Requiem des innocents
de Louis Calaferte

critiqué par Monito, le 5 juillet 2004
( - 52 ans)


La note:  étoiles
Merci M. Calaferte
Une écriture rapide, des phrases courtes, un vocabulaire courant, voilà aussi ce qui fait la force de ce Requiem des innocents.
Premier livre de Louis Calaferte, cinquante ans après son écriture, il reste une claque reçue en pleine figure.
Décrire le malheur et la détresse qui habitent des pauvres, des moins que pauvres, dans la zone d’une grande ville, comme l’auteur le fait, nous force à ouvrir les yeux.
La crasse physique, la crasse intellectuelle, la crasse morale sont si épaisses que ces femmes et ces hommes peuvent sembler moins que des bêtes.
Et pourtant, quand la société ouvre les yeux, quand elle veut bien faire l’effort de se regarder en face, elle fait naître l’espoir et des sentiments nouveaux, presque inconnus chez le héros, l’auteur lui-même.
Et là, ces enfants qui n’ont pas d’enfance, deviennent des êtres sensibles, émouvants, à qui pour une fois on tend la main, pour les caresser, pas pour les battre.
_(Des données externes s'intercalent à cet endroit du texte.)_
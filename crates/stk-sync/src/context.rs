use std::sync::Arc;
use std::time::Duration;

use stk_bulk::PollPolicy;
use stk_config::secrets::ResolvedSecrets;
use stk_config::SyncConfig;
use stk_marketplace::{MarketplaceApi, MarketplaceClient, MarketplaceClientConfig};
use stk_primary::{HttpPrimaryConnector, PrimaryConnector};
use stk_store::SyncStore;

/// Everything one run needs, built once and passed down explicitly.
#[derive(Clone)]
pub struct SyncContext {
    pub store: Arc<dyn SyncStore>,
    pub primary: Arc<dyn PrimaryConnector>,
    pub marketplace: Arc<dyn MarketplaceApi>,
    pub poll: PollPolicy,
    /// A stored marketplace token closer than this to expiry is refreshed.
    pub refresh_margin: chrono::Duration,
    /// Needed only while a shop is still completing onboarding.
    pub redirect_uri: Option<String>,
}

impl SyncContext {
    pub fn new(
        store: Arc<dyn SyncStore>,
        primary: Arc<dyn PrimaryConnector>,
        marketplace: Arc<dyn MarketplaceApi>,
    ) -> Self {
        Self {
            store,
            primary,
            marketplace,
            poll: PollPolicy::default(),
            refresh_margin: chrono::Duration::minutes(10),
            redirect_uri: None,
        }
    }

    /// Context backed by the real platform clients.
    pub fn from_config(cfg: &SyncConfig, secrets: &ResolvedSecrets, store: Arc<dyn SyncStore>) -> Self {
        let primary = HttpPrimaryConnector::new(
            cfg.primary.api_version.clone(),
            cfg.primary.base_url.clone(),
        );

        let mut mcfg = MarketplaceClientConfig::new(secrets.marketplace_client_id.clone());
        mcfg.api_base_url = cfg.marketplace.api_base_url.clone();
        mcfg.token_url = cfg.marketplace.token_url.clone();
        mcfg.page_size = cfg.marketplace.listings_page_size;
        let marketplace = MarketplaceClient::new(mcfg);

        let refresh_margin = i64::try_from(cfg.marketplace.refresh_margin_secs)
            .ok()
            .and_then(chrono::Duration::try_seconds)
            .unwrap_or_else(|| chrono::Duration::minutes(10));

        Self {
            store,
            primary: Arc::new(primary),
            marketplace: Arc::new(marketplace),
            poll: PollPolicy::new(
                cfg.bulk.max_attempts,
                Duration::from_secs(cfg.bulk.interval_secs),
            ),
            refresh_margin,
            redirect_uri: secrets.marketplace_redirect_uri.clone(),
        }
    }

    pub fn with_poll_policy(mut self, poll: PollPolicy) -> Self {
        self.poll = poll;
        self
    }

    pub fn with_refresh_margin(mut self, margin: chrono::Duration) -> Self {
        self.refresh_margin = margin;
        self
    }

    pub fn with_redirect_uri(mut self, uri: impl Into<String>) -> Self {
        self.redirect_uri = Some(uri.into());
        self
    }
}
Présenté de manière crue, ce monde à la lisière du monde « normal » nous rappelle toute l’injustice qui règne autour de nous. Il nous rappelle aussi la spirale infinie que vivent celles et ceux à qui on ferme la porte. Il nous rappelle enfin que l’homme est toujours prêt à s’oublier, pour oublier.
Il nous crie, au visage, aux oreilles, que transposée aujourd’hui cette histoire reste vraie et qu’il est plus que temps de sortir la tête du sable.
"Si tu n'es pas morte, je te retrouverai un jour et tu paieras cher, ma mère. Cher. Garce." 8 étoiles

Premier roman de cet écrivain méconnu alors que prolifique, peut-être parce que resté éloigné des cercles littéraires jusqu'à sa mort, en 1994.

Dans ce très court récit autobiographique, Calaferte dévoile au grand jour sa jeunesse passée dans "la zone", un bidonville situé en bordure de Lyon. Cabanes misérables, parents alcooliques et démissionnaires, enfants livrés à eux-même et faisant très tôt l'apprentissage de la violence ; la zone est un lieu de non-droit où règne la loi du plus fort, une jungle où s'affrontent des hommes et des femmes que le dénuement a abaissé au rang de bêtes.

L'extrême pauvreté est relatée dans tout ce qu'elle a de plus cruel et de plus insoutenable : la crasse, les coups, la boisson, la méchanceté, les déviances, l'aliénation. Sans concession aucune. Louis Calaferte ne s'épargne pas lui-même, s'appliquant à révéler chacun de ses nombreux et parfois abominables méfaits.
Une enfance terrible et des méfaits qu'il assume entièrement : Pas la moindre trace de misérabilisme et d'états d'âme ; c'est avec un ton dur et impitoyable qu'il revient sur ce pan de son passé qui l'a façonné et qu'il a porté en lui jusqu'à sa mort. Car ce texte fait certes à bien des égards figure de cri de révolte contre cette enfance qui n'en fut pas une, contre l'injustice sociale, mais il en ressort avant tout la fierté d'avoir appris la vie dans ce milieu-là.

La langue crue, violente et argotique sert parfaitement le récit, lui conférant cette authenticité qui méduse et asphyxie le lecteur.